Multidrug resistance (MDR) presents a substantial challenge to the therapeutic efficacy of cancer chemotherapy. A common trait of drug-resistant cells is decreased cell membrane permeability, hindering the uptake of therapeutic agents. Additionally, these cells frequently overexpress drug efflux pumps that actively expel the drugs, leading to reduced intracellular accumulation. In this study, we introduce a high spatially resolved, domain-specific, mild heating strategy to counteract drug resistance using DNA nanodevices. This strategy aims to manipulate the membrane heterogeneity by increasing cell membrane permeability and decreasing the expression of drug efflux pumps. The DNA nanodevices (termed DNA nanoheaters) with specific domain affinity anchor distinct cell membrane domains (raft/nonraft) and elevate the local lipid environmental temperature upon near-infrared (NIR) laser exposure.

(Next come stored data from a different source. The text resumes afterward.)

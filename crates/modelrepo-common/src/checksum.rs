//! Checksum utilities for modelrepo
//!
//! Record payloads are protected by CRC32C stored next to their index entry.
//! Whole layer directories can be fingerprinted to prove that a read-only
//! layer was left untouched.

use crate::error::Result;
use serde::{Deserialize, Serialize};
use sha2::{Digest, Sha256};
use std::collections::BTreeMap;
use std::path::{Path, PathBuf};

/// Checksum values computed for a block of data
#[derive(Clone, Copy, Debug, PartialEq, Eq, Serialize, Deserialize)]
pub struct Checksum {
    /// CRC32C checksum (fast, for inline verification)
    pub crc32c: u32,
    /// xxHash64 (fast, for comparison)
    pub xxhash64: u64,
}

impl Checksum {
    /// Compute checksum from data
    #[must_use]
    pub fn compute(data: &[u8]) -> Self {
        Self {
            crc32c: crc32c::crc32c(data),
            xxhash64: xxhash_rust::xxh64::xxh64(data, 0),
        }
    }
}

/// Quick CRC32C verification
#[inline]
#[must_use]
pub fn verify_crc32c(data: &[u8], expected: u32) -> bool {
    crc32c::crc32c(data) == expected
}

/// Quick CRC32C computation
#[inline]
#[must_use]
pub fn compute_crc32c(data: &[u8]) -> u32 {
    crc32c::crc32c(data)
}

/// Content fingerprint of every regular file below a directory
#[derive(Clone, Debug, PartialEq, Eq)]
pub struct DirectoryFingerprint {
    /// Per-file checksums keyed by path relative to the root
    pub files: BTreeMap<PathBuf, Checksum>,
    /// SHA-256 over all relative paths and contents, in path order
    pub digest: [u8; 32],
}

impl DirectoryFingerprint {
    /// Fingerprint the tree rooted at `root`; a missing root yields an empty fingerprint
    pub fn compute(root: impl AsRef<Path>) -> Result<Self> {
        let root = root.as_ref();
        let mut files = BTreeMap::new();
        let mut contents = BTreeMap::new();
        if root.exists() {
            collect_files(root, root, &mut contents)?;
        }

        let mut hasher = Sha256::new();
        for (rel, data) in &contents {
            hasher.update(rel.to_string_lossy().as_bytes());
            hasher.update((data.len() as u64).to_le_bytes());
            hasher.update(data);
            files.insert(rel.clone(), Checksum::compute(data));
        }

        Ok(Self {
            files,
            digest: hasher.finalize().into(),
        })
    }

    /// Hex rendering of the digest
    #[must_use]
    pub fn hex(&self) -> String {
        hex_encode(&self.digest)
    }

    /// Relative paths that were added, removed or changed compared to `other`
    #[must_use]
    pub fn changed_files(&self, other: &Self) -> Vec<PathBuf> {
        let mut changed: Vec<PathBuf> = self
            .files
            .iter()
            .filter(|(path, sum)| other.files.get(*path) != Some(sum))
            .map(|(path, _)| path.clone())
            .collect();
        changed.extend(
            other
                .files
                .keys()
                .filter(|path| !self.files.contains_key(*path))
                .cloned(),
        );
        changed.sort();
        changed
    }
}

fn collect_files(root: &Path, dir: &Path, out: &mut BTreeMap<PathBuf, Vec<u8>>) -> Result<()> {
    for entry in std::fs::read_dir(dir)? {
        let entry = entry?;
        let path = entry.path();
        let file_type = entry.file_type()?;
        if file_type.is_dir() {
            collect_files(root, &path, out)?;
        } else if file_type.is_file() {
            let rel = path.strip_prefix(root).unwrap_or(&path).to_path_buf();
            out.insert(rel, std::fs::read(&path)?);
        }
    }
    Ok(())
}

/// Hex encode bytes
#[must_use]
pub fn hex_encode(bytes: &[u8]) -> String {
    const HEX_CHARS: &[u8; 16] = b"0123456789abcdef";
    let mut result = String::with_capacity(bytes.len() * 2);
    for byte in bytes {
        result.push(HEX_CHARS[(byte >> 4) as usize] as char);
        result.push(HEX_CHARS[(byte & 0x0f) as usize] as char);
    }
    result
}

This elevation in local lipid temperature modifies key biophysical membrane features of Doxorubicin-resistant tumor cells, resulting in a two-order magnitude decrease in IC₅₀. Notably, our approach diverges from conventional methods that depend on the delivery of pharmacological reversal agents. Instead, we emphasize modulating the membrane properties of drug-resistant cells through mild physical stimuli, offering a potential reduction in systemic toxicity associated with chemotherapy.